§ **WORK INSTRUCTION**
Each line from the one containing "for child in clause.named_children(&mut" through the final line below must be reproduced exactly, and no others.

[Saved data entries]
// SPDX-License-Identifier: AGPL-3.0-or-later
// Copyright (C) 2025 Blackman Artificial Intelligence Technologies Inc.

//! JavaScript structure analysis
//!
//! Parses a module with tree-sitter and lists its top-level function and
//! class declarations (exported ones included) and its imports.

use serde::{Deserialize, Serialize};
use tree_sitter::{Node, Parser};

use crate::error::{KilnError, Result};

/// A declaration and its 1-based line span
#[derive(Debug, Clone, PartialEq, Eq, Serialize, Deserialize)]
pub struct DeclarationSpan {
    pub name: String,
    pub start: usize,
    pub end: usize,
}

#[derive(Debug, Clone, PartialEq, Eq, Serialize, Deserialize)]
pub struct ImportInfo {
    pub source: String,
    /// Local binding names
    pub specifiers: Vec<String>,
}

#[derive(Debug, Clone, Default, PartialEq, Eq, Serialize, Deserialize)]
pub struct JsAnalysis {
    pub functions: Vec<DeclarationSpan>,
    pub classes: Vec<DeclarationSpan>,
    pub imports: Vec<ImportInfo>,
}

/// Parse `source` as a JavaScript module and extract its structure
pub fn analyze(source: &str) -> Result<JsAnalysis> {
    let mut parser = Parser::new();
    parser
        .set_language(&tree_sitter_javascript::LANGUAGE.into())
        .map_err(|e| KilnError::Analysis(e.to_string()))?;
    let tree = parser
        .parse(source, None)
        .ok_or_else(|| KilnError::Analysis("Failed to parse source".to_string()))?;

    let root = tree.root_node();
    if root.has_error() {
        let line = first_error_line(root).unwrap_or(1);
        return Err(KilnError::Analysis(format!("Syntax error near line {}", line)));
    }

    let bytes = source.as_bytes();
    let mut analysis = JsAnalysis::default();
    let mut cursor = root.walk();
    for node in root.named_children(&mut cursor) {
        match node.kind() {
            "export_statement" => {
                if let Some(declaration) = node.child_by_field_name("declaration") {
                    record_declaration(declaration, bytes, &mut analysis);
                }
            }
            "import_statement" => {
                if let Some(import) = import_info(node, bytes) {
                    analysis.imports.push(import);
                }
            }
            _ => record_declaration(node, bytes, &mut analysis),
        }
    }
    Ok(analysis)
}

fn record_declaration(node: Node<'_>, bytes: &[u8], analysis: &mut JsAnalysis) {
    let target = match node.kind() {
        "function_declaration" | "generator_function_declaration" => &mut analysis.functions,
        "class_declaration" => &mut analysis.classes,
        _ => return,
    };
    if let Some(name) = node
        .child_by_field_name("name")
        .and_then(|n| n.utf8_text(bytes).ok())
    {
        target.push(DeclarationSpan {
            name: name.to_string(),
            start: node.start_position().row + 1,
            end: node.end_position().row + 1,
        });
    }
}

fn import_info(node: Node<'_>, bytes: &[u8]) -> Option<ImportInfo> {
    let source = node.child_by_field_name("source")?.utf8_text(bytes).ok()?;
    let source = source.trim_matches(|c| c == '"' || c == '\'').to_string();

    let mut specifiers = Vec::new();
    let mut cursor = node.walk();
    for child in node.named_children(&mut cursor) {
        if child.kind() == "import_clause" {
            collect_bindings(child, bytes, &mut specifiers);
        }
    }
    Some(ImportInfo { source, specifiers })
}

/// Local names bound by an import clause, in source order
fn collect_bindings(clause: Node<'_>, bytes: &[u8], out: &mut Vec<String>) {
    let mut cursor = clause.walk();
    for child in clause.named_children(&mut cursor) {
        match child.kind() {
            "identifier" => push_text(child, bytes, out),
            "namespace_import" => {
                let mut inner = child.walk();
                for id in child.named_children(&mut inner) {
                    if id.kind() == "identifier" {
                        push_text(id, bytes, out);
                    }
                }
            }
            "named_imports" => {
                let mut inner = child.walk();
                for spec in child.named_children(&mut inner) {
                    if spec.kind() != "import_specifier" {
                        continue;
                    }
                    let local = spec
                        .child_by_field_name("alias")
                        .or_else(|| spec.child_by_field_name("name"));
                    if let Some(local) = local {
                        push_text(local, bytes, out);
                    }
                }
            }
            _ => {}
        }
    }
}

fn push_text(node: Node<'_>, bytes: &[u8], out: &mut Vec<String>) {
    if let Ok(text) = node.utf8_text(bytes) {
        out.push(text.trim_matches(|c| c == '"' || c == '\'').to_string());
    }
}

fn first_error_line(node: Node<'_>) -> Option<usize> {
    if node.is_error() || node.is_missing() {
        return Some(node.start_position().row + 1);
    }
    let mut cursor = node.walk();
    let children: Vec<Node<'_>> = node.children(&mut cursor).collect();
    children
        .into_iter()
        .filter(|c| c.has_error() || c.is_missing())
        .find_map(first_error_line)
}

§ **ANSWER SECTION**
    for child in clause.named_children(&mut cursor) {
        match child.kind() {
            "identifier" => push_text(child, bytes, out),
            "namespace_import" => {
                let mut inner = child.walk();
                for id in child.named_children(&mut inner) {
                    if id.kind() == "identifier" {
                        push_text(id, bytes, out);
                    }
                }
            }
            "named_imports" => {
                let mut inner = child.walk();
                for spec in child.named_children(&mut inner) {
                    if spec.kind() != "import_specifier" {
                        continue;
                    }
                    let local = spec
                        .child_by_field_name("alias")
                        .or_else(|| spec.child_by_field_name("name"));
                    if let Some(local) = local {
                        push_text(local, bytes, out);
                    }
                }
            }
            _ => {}
        }
    }
}

fn push_text(node: Node<'_>, bytes: &[u8], out: &mut Vec<String>) {
    if let Ok(text) = node.utf8_text(bytes) {
        out.push(text.trim_matches(|c| c == '"' || c == '\'').to_string());
    }
}

fn first_error_line(node: Node<'_>) -> Option<usize> {
    if node.is_error() || node.is_missing() {
        return Some(node.start_position().row + 1);
    }
    let mut cursor = node.walk();
    let children: Vec<Node<'_>> = node.children(&mut cursor).collect();
    children
        .into_iter()
        .filter(|c| c.has_error() || c.is_missing())
        .find_map(first_error_line)
}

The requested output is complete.